Conflict in the Middle East has dominated headlines in the first half of 2026. But you wouldn’t know it from a glance at the huge stock market returns over the last 12 months.

So, has the war in Iran mattered for markets? And, if military action in the Middle East hasn’t been driving performance, what has?

This article isn’t personal advice. If you’re unsure whether an investment is right for you, ask for financial advice. Investments can fall as well as rise in value, so you could get back less than you invest.

How did the war affect financial markets?

For investors, the first effect of the war was a spike in oil prices. Rising energy costs led to expectations that prices would rise more generally, pushing up inflation.
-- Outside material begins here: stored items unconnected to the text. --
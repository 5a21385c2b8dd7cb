use std::path::PathBuf;
use std::process;

use clap::Parser;
use tracing::{error, info};
use tracing_subscriber::EnvFilter;

use code_index_mcp::config::TransportMode;
use code_index_mcp::errors::Result;
use code_index_mcp::mcp::{build_registry, http, Dispatcher, McpServer};
use code_index_mcp::session::{SessionContext, SharedSession};
use code_index_mcp::settings::default_settings_root;
use code_index_mcp::shutdown::ShutdownSignal;

/// Model Context Protocol server for code indexing.
#[derive(Parser)]
#[command(name = "code-index-mcp", version, about = "MCP server for code indexing and search")]
struct ServerConfig {
    /// Serve the HTTP bridge instead of stdio
    #[arg(long)]
    http: bool,
    /// Cloud deployment flag; any non-empty value selects the HTTP bridge
    #[arg(long, env = "RAILWAY", hide_env_values = true)]
    railway: Option<String>,
    /// HTTP port; setting it selects the HTTP bridge
    #[arg(long, env = "PORT")]
    port: Option<String>,
    /// HTTP listen address
    #[arg(long, default_value = "0.0.0.0")]
    host: String,
    /// Project to bind at startup
    #[arg(long)]
    project_path: Option<String>,
    /// Root directory for per-project settings
    #[arg(long)]
    settings_dir: Option<PathBuf>,
}

#[tokio::main]
async fn main() {
    // stdout carries the protocol; logs go to stderr.
    tracing_subscriber::fmt()
        .with_env_filter(
            EnvFilter::try_from_default_env().unwrap_or_else(|_| EnvFilter::new("info")),
        )
        .with_writer(std::io::stderr)
        .with_ansi(false)
        .init();

    let config = ServerConfig::parse();
    // Exit explicitly: a pending blocking stdin read would otherwise hold
    // the runtime open after a termination signal.
    match run(config).await {
        Ok(()) => process::exit(0),
        Err(e) => {
            error!("fatal: {}", e);
            process::exit(1);
        }
    }
}

async fn run(config: ServerConfig) -> Result<()> {
    let mode = TransportMode::select(config.http, config.railway.as_deref(), config.port.as_deref())?;
    let settings_root = config.settings_dir.unwrap_or_else(default_settings_root);

    let mut signals = ShutdownSignal::install()?;
    info!("initializing code indexer");
    let session = SharedSession::new(SessionContext::new(settings_root));
    let dispatcher = Dispatcher::new(build_registry()?, session.clone());

    if let Some(path) = &config.project_path {
        let summary = session.lock().bind_project(path)?;
        info!(base_path = %summary.base_path, files = summary.file_count, "startup project bound");
    } else {
        info!("server ready; waiting for set_project_path");
    }

    let served = tokio::select! {
        result = serve(mode, &config.host, dispatcher) => result,
        name = signals.recv() => {
            info!(signal = name, "termination signal received");
            Ok(())
        }
    };

    let teardown = session.shutdown();
    served.and(teardown)
}

async fn serve(mode: TransportMode, host: &str, dispatcher: Dispatcher) -> Result<()> {
    match mode {
        TransportMode::Stdio => McpServer::new(dispatcher).run().await,
        TransportMode::Http { port } => http::serve(dispatcher, host, port).await,
    }
}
The oil price has since come down, but inflation figures may not fall just yet. After-effects may persist, particularly in the form of central banks taking action.
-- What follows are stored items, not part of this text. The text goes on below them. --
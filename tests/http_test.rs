use axum::body::Body;
use axum::http::{Request, StatusCode};
use code_index_mcp::mcp::http::make_app;
use code_index_mcp::mcp::{build_registry, Dispatcher};
use code_index_mcp::session::{SessionContext, SharedSession};
use serde_json::{json, Value};
use tempfile::TempDir;
use tower::ServiceExt;

fn make_dispatcher(dir: &TempDir) -> Dispatcher {
    let session = SharedSession::new(SessionContext::new(dir.path().join("settings")));
    Dispatcher::new(build_registry().unwrap(), session)
}

async fn body_json(response: axum::response::Response) -> Value {
    let bytes = axum::body::to_bytes(response.into_body(), usize::MAX)
        .await
        .unwrap();
    serde_json::from_slice(&bytes).unwrap()
}

fn post_execute(body: &str) -> Request<Body> {
    Request::builder()
        .method("POST")
        .uri("/mcp/execute")
        .header("content-type", "application/json")
        .body(Body::from(body.to_string()))
        .unwrap()
}

#[tokio::test]
async fn test_health_is_static() {
    let dir = TempDir::new().unwrap();
    let app = make_app(make_dispatcher(&dir));
    let request = Request::builder().uri("/health").body(Body::empty()).unwrap();
    let response = app.oneshot(request).await.unwrap();
    assert_eq!(response.status(), StatusCode::OK);
    assert_eq!(
        body_json(response).await,
        json!({"status": "ok", "service": "code-index-mcp"})
    );
}

#[tokio::test]
async fn test_root_lists_endpoints() {
    let dir = TempDir::new().unwrap();
    let app = make_app(make_dispatcher(&dir));
    let request = Request::builder().uri("/").body(Body::empty()).unwrap();
    let body = body_json(app.oneshot(request).await.unwrap()).await;
    assert_eq!(body["name"], "CodeIndexer");
    assert_eq!(body["endpoints"]["health"], "/health");
    assert_eq!(body["endpoints"]["execute"], "/mcp/execute");
}

#[tokio::test]
async fn test_execute_ping_without_handshake() {
    let dir = TempDir::new().unwrap();
    let dispatcher = make_dispatcher(&dir);
    let session = dispatcher.session().clone();
    let app = make_app(dispatcher);

    let response = app.oneshot(post_execute(r#"{"method":"ping"}"#)).await.unwrap();
    assert_eq!(response.status(), StatusCode::OK);
    let body = body_json(response).await;
    assert_eq!(body["jsonrpc"], "2.0");
    assert_eq!(body["result"], json!({}));

    let ctx = session.lock();
    assert!(!ctx.is_torn_down());
    assert_eq!(ctx.base_path(), "");
}

#[tokio::test]
async fn test_execute_dispatches_through_registry() {
    let dir = TempDir::new().unwrap();
    let app = make_app(make_dispatcher(&dir));
    let response = app
        .oneshot(post_execute(r#"{"jsonrpc":"2.0","id":8,"method":"tools/list"}"#))
        .await
        .unwrap();
    let body = body_json(response).await;
    assert_eq!(body["id"], 8);
    let tools = body["result"]["tools"].as_array().unwrap();
    assert!(tools.iter().any(|t| t["name"] == "set_project_path"));
}

#[tokio::test]
async fn test_execute_unknown_method_is_structured_error() {
    let dir = TempDir::new().unwrap();
    let app = make_app(make_dispatcher(&dir));
    let response = app
        .oneshot(post_execute(r#"{"jsonrpc":"2.0","id":"x","method":"nope"}"#))
        .await
        .unwrap();
    assert_eq!(response.status(), StatusCode::OK);
    let body = body_json(response).await;
    assert_eq!(body["id"], "x");
    assert_eq!(body["error"]["code"], -32601);
}

#[tokio::test]
async fn test_execute_malformed_body() {
    let dir = TempDir::new().unwrap();
    let app = make_app(make_dispatcher(&dir));
    let response = app.oneshot(post_execute("not json at all")).await.unwrap();
    assert_eq!(response.status(), StatusCode::OK);
    let body = body_json(response).await;
    assert_eq!(body["status"], "error");
    assert_eq!(body["code"], -32700);
    assert!(body["message"].is_string());

    let app = make_app(make_dispatcher(&dir));
    let response = app.oneshot(post_execute("[1, 2]")).await.unwrap();
    let body = body_json(response).await;
    assert_eq!(body["status"], "error");
    assert_eq!(body["code"], -32600);
}

#[tokio::test]
async fn test_execute_initialize_returns_server_info() {
    let dir = TempDir::new().unwrap();
    let app = make_app(make_dispatcher(&dir));
    let response = app
        .oneshot(post_execute(r#"{"jsonrpc":"2.0","id":1,"method":"initialize","params":{}}"#))
        .await
        .unwrap();
    let body = body_json(response).await;
    assert_eq!(body["id"], 1);
    assert!(body.get("error").is_none());
    assert_eq!(body["result"]["serverInfo"]["name"], "CodeIndexer");
    assert_eq!(body["result"]["protocolVersion"], "2024-11-05");
}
Some have indicated that they might keep interest rates at current levels or even raise them if inflation starts to gather pace. This is a change in the narrative from the start of 2026, when central banks in the US and UK were expected to cut interest rates throughout the year.
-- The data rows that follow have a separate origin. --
//! Capability registry: identifiers mapped to handlers.
//!
//! Identifiers are either exact strings (tool names, fixed resource URIs) or
//! URI templates such as `files://{file_path}`. A template placeholder
//! captures exactly one `/`-delimited segment. Registration rejects any
//! identifier that could match the same input as one already registered, so
//! resolution never depends on registration order.

use serde::{Deserialize, Serialize};
use serde_json::{Map, Value};

use crate::errors::{CodeIndexError, Result};
use crate::session::SessionContext;
use crate::types::CapabilityKind;

/// Handler invoked with the session and the (already merged) parameters.
pub type Handler = fn(&mut SessionContext, Value) -> Result<Value>;

const SCHEME_SEPARATOR: &str = "://";

#[derive(Debug, Clone, PartialEq, Eq)]
enum Segment {
    Literal(String),
    Placeholder(String),
}

/// A parsed URI template.
#[derive(Debug, Clone, PartialEq, Eq)]
pub struct UriTemplate {
    raw: String,
    scheme: String,
    segments: Vec<Segment>,
}

/// Splits `uri` into its scheme (empty when absent) and path segments.
fn split_uri(uri: &str) -> (&str, Vec<&str>) {
    match uri.split_once(SCHEME_SEPARATOR) {
        Some((scheme, rest)) => (scheme, rest.split('/').collect()),
        None => ("", uri.split('/').collect()),
    }
}

impl UriTemplate {
    pub fn parse(raw: &str) -> Result<Self> {
        let (scheme, parts) = split_uri(raw);
        let mut segments = Vec::with_capacity(parts.len());
        for part in parts {
            let segment = match part.strip_prefix('{').and_then(|p| p.strip_suffix('}')) {
                Some(name) if !name.is_empty() && !name.contains(['{', '}']) => {
                    Segment::Placeholder(name.to_string())
                }
                _ if part.contains(['{', '}']) => {
                    return Err(CodeIndexError::Config {
                        message: format!("malformed URI template segment '{}' in '{}'", part, raw),
                    })
                }
                _ => Segment::Literal(part.to_string()),
            };
            segments.push(segment);
        }
        Ok(Self {
            raw: raw.to_string(),
            scheme: scheme.to_string(),
            segments,
        })
    }

    pub fn as_str(&self) -> &str {
        &self.raw
    }

    /// Names of the placeholders, in order.
    pub fn placeholders(&self) -> Vec<&str> {
        self.segments
            .iter()
            .filter_map(|s| match s {
                Segment::Placeholder(name) => Some(name.as_str()),
                Segment::Literal(_) => None,
            })
            .collect()
    }

    /// Matches `uri` structurally, returning the percent-decoded captures.
    pub fn matches(&self, uri: &str) -> Option<Map<String, Value>> {
        let (scheme, parts) = split_uri(uri);
        if scheme != self.scheme || parts.len() != self.segments.len() {
            return None;
        }
        let mut captures = Map::new();
        for (segment, part) in self.segments.iter().zip(parts) {
            match segment {
                Segment::Literal(lit) if lit == part => {}
                Segment::Literal(_) => return None,
                Segment::Placeholder(_) if part.is_empty() => return None,
                Segment::Placeholder(name) => {
                    let decoded = urlencoding::decode(part)
                        .map(|s| s.into_owned())
                        .unwrap_or_else(|_| part.to_string());
                    captures.insert(name.clone(), Value::String(decoded));
                }
            }
        }
        Some(captures)
    }

    /// Returns `true` if some input could match both templates.
    pub fn overlaps(&self, other: &UriTemplate) -> bool {
        self.scheme == other.scheme
            && self.segments.len() == other.segments.len()
            && self
                .segments
                .iter()
                .zip(&other.segments)
                .all(|pair| match pair {
                    (Segment::Literal(a), Segment::Literal(b)) => a == b,
                    _ => true,
                })
    }
}

/// How a capability is addressed.
#[derive(Debug, Clone, PartialEq, Eq)]
pub enum CapabilityId {
    Exact(String),
    Template(UriTemplate),
}

impl CapabilityId {
    pub fn as_str(&self) -> &str {
        match self {
            CapabilityId::Exact(s) => s,
            CapabilityId::Template(t) => t.as_str(),
        }
    }

    fn conflicts_with(&self, other: &CapabilityId) -> bool {
        match (self, other) {
            (CapabilityId::Exact(a), CapabilityId::Exact(b)) => a == b,
            (CapabilityId::Exact(a), CapabilityId::Template(t))
            | (CapabilityId::Template(t), CapabilityId::Exact(a)) => t.matches(a).is_some(),
            (CapabilityId::Template(a), CapabilityId::Template(b)) => a.overlaps(b),
        }
    }
}

/// A registered capability.
#[derive(Debug, Clone)]
pub struct Capability {
    pub id: CapabilityId,
    pub kind: CapabilityKind,
    pub name: String,
    pub description: String,
    /// JSON Schema of the arguments (tools only).
    pub input_schema: Option<Value>,
    /// MIME type of the returned content (resources only).
    pub mime_type: Option<String>,
    pub handler: Handler,
}

impl Capability {
    /// Declares a tool addressed by its exact name.
    pub fn tool(name: &str, description: &str, input_schema: Value, handler: Handler) -> Self {
        Self {
            id: CapabilityId::Exact(name.to_string()),
            kind: CapabilityKind::Tool,
            name: name.to_string(),
            description: description.to_string(),
            input_schema: Some(input_schema),
            mime_type: None,
            handler,
        }
    }

    /// Declares a resource. A URI containing `{...}` is parsed as a template.
    pub fn resource(
        uri: &str,
        name: &str,
        description: &str,
        mime_type: &str,
        handler: Handler,
    ) -> Result<Self> {
        let id = if uri.contains(['{', '}']) {
            CapabilityId::Template(UriTemplate::parse(uri)?)
        } else {
            CapabilityId::Exact(uri.to_string())
        };
        Ok(Self {
            id,
            kind: CapabilityKind::Resource,
            name: name.to_string(),
            description: description.to_string(),
            input_schema: None,
            mime_type: Some(mime_type.to_string()),
            handler,
        })
    }

    pub fn identifier(&self) -> &str {
        self.id.as_str()
    }

    pub fn is_template(&self) -> bool {
        matches!(self.id, CapabilityId::Template(_))
    }
}

/// A tool definition as listed by `tools/list`.
#[derive(Debug, Clone, Serialize, Deserialize)]
pub struct ToolDefinition {
    pub name: String,
    pub description: String,
    #[serde(rename = "inputSchema")]
    pub input_schema: Value,
}

/// A resource or resource template as listed by `resources/list` and
/// `resources/templates/list`.
#[derive(Debug, Clone, Serialize, Deserialize)]
pub struct ResourceDefinition {
    #[serde(skip_serializing_if = "Option::is_none")]
    pub uri: Option<String>,
    #[serde(rename = "uriTemplate", skip_serializing_if = "Option::is_none")]
    pub uri_template: Option<String>,
    pub name: String,
    pub description: String,
    #[serde(rename = "mimeType")]
    pub mime_type: String,
}

/// The result of resolving an identifier.
#[derive(Debug)]
pub struct Resolved<'a> {
    pub capability: &'a Capability,
    /// Placeholder captures; empty for exact matches.
    pub captures: Map<String, Value>,
}

/// Mapping from capability identifier to handler.
#[derive(Debug, Default)]
pub struct CapabilityRegistry {
    entries: Vec<Capability>,
}

impl CapabilityRegistry {
    pub fn new() -> Self {
        Self::default()
    }

    /// Adds a capability, rejecting duplicates and overlapping templates.
    pub fn register(&mut self, capability: Capability) -> Result<()> {
        for existing in &self.entries {
            if existing.id == capability.id {
                return Err(CodeIndexError::DuplicateCapability {
                    name: capability.identifier().to_string(),
                });
            }
            if existing.id.conflicts_with(&capability.id) {
                return Err(CodeIndexError::AmbiguousCapability {
                    name: capability.identifier().to_string(),
                    existing: existing.identifier().to_string(),
                });
            }
        }
        self.entries.push(capability);
        Ok(())
    }

    /// Resolves a tool name or resource URI. Exact identifiers are tried
    /// before templates.
    pub fn resolve(&self, name: &str) -> Result<Resolved<'_>> {
        if let Some(capability) = self
            .entries
            .iter()
            .find(|c| matches!(&c.id, CapabilityId::Exact(id) if id == name))
        {
            return Ok(Resolved {
                capability,
                captures: Map::new(),
            });
        }
        self.entries
            .iter()
            .find_map(|capability| match &capability.id {
                CapabilityId::Template(t) => t.matches(name).map(|captures| Resolved {
                    capability,
                    captures,
                }),
                CapabilityId::Exact(_) => None,
            })
            .ok_or_else(|| CodeIndexError::UnknownCapability {
                name: name.to_string(),
            })
    }

    /// Resolves `name` and requires the match to be of `kind`.
    pub fn resolve_kind(&self, kind: CapabilityKind, name: &str) -> Result<Resolved<'_>> {
        let resolved = self.resolve(name)?;
        if resolved.capability.kind != kind {
            return Err(CodeIndexError::UnknownCapability {
                name: format!("{} {}", kind.as_str(), name),
            });
        }
        Ok(resolved)
    }

    pub fn len(&self) -> usize {
        self.entries.len()
    }

    pub fn is_empty(&self) -> bool {
        self.entries.is_empty()
    }

    pub fn iter(&self) -> impl Iterator<Item = &Capability> {
        self.entries.iter()
    }

    pub fn tool_definitions(&self) -> Vec<ToolDefinition> {
        self.entries
            .iter()
            .filter(|c| c.kind == CapabilityKind::Tool)
            .map(|c| ToolDefinition {
                name: c.name.clone(),
                description: c.description.clone(),
                input_schema: c
                    .input_schema
                    .clone()
                    .unwrap_or_else(|| serde_json::json!({"type": "object", "properties": {}})),
            })
            .collect()
    }

    /// Resource definitions; `templates` selects templated or fixed URIs.
    pub fn resource_definitions(&self, templates: bool) -> Vec<ResourceDefinition> {
        self.entries
            .iter()
            .filter(|c| c.kind == CapabilityKind::Resource && c.is_template() == templates)
            .map(|c| {
                let id = c.identifier().to_string();
                let (uri, uri_template) = if templates {
                    (None, Some(id))
                } else {
                    (Some(id), None)
                };
                ResourceDefinition {
                    uri,
                    uri_template,
                    name: c.name.clone(),
                    description: c.description.clone(),
                    mime_type: c.mime_type.clone().unwrap_or_else(|| "text/plain".to_string()),
                }
            })
            .collect()
    }
}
All things being equal, you would expect higher energy costs and higher interest rates to be bad news for stock markets. Higher energy costs push up prices, and higher interest rates make cash and bonds more appealing and suck money out of the stock market. But the impact on stock markets was short-lived. After falling through most of March, the MSCI AC World index, a collection of 23 developed and 24 emerging markets, rose steadily from April to June, more than erasing the previous losses.

What has driven the stock market’s growth?

The dominant market theme in 2026 to date is artificial intelligence (AI). Hyperscalers, like Amazon and Alphabet, continue to invest large amounts in AI solutions, through building out cloud infrastructure and developing models. But market attention has moved on to the companies receiving this cash.

Semiconductor companies, which manufacture chips used to power AI tools, have experienced significant share price growth in the past 12 months. These companies haven’t been able to produce chips at the same rate as demand for them is increasing. This has allowed them to raise prices and make more profit.

Companies like Samsung Electronics and SK Hynix in Korea, and Micron and Advanced Micro Devices in the US, have grown to be among the largest companies in the world.

But oil price driven inflation hasn’t left the stock market completely unscathed.

The consumer discretionary sector has not fared as well.

Businesses like online retailers, luxury brands, and hotels are more sensitive to broader economic conditions. With inflation persisting at higher levels, consumers may have less money to spend on non-essentials.

Annual percentage growth

June 2021 to June 2022

June 2022 to June 2023

June 2023 to June 2024

June 2024 to June 2025

June 2025 to June 2026

MSCI ACWI World

-3.73%

11.89%

20.61%

7.64%

28.19%

MSCI ACWI/Information Technology

-9.27%

28.67%

38.80%

6.18%

55.66%

MSCI ACWI/ Semi & Semiconductor Equipment

-12.38%

46.82%

84.67%

8.17%

110.21%

MSCI ACWI/Consumer Discretionary

-18.88%

14.31%

9.98%

7.16%

7.10%

Past performance is not a guide to the future.
*Source: Lipper IM to 30/06/2026

How have Wealth Shortlist funds performed?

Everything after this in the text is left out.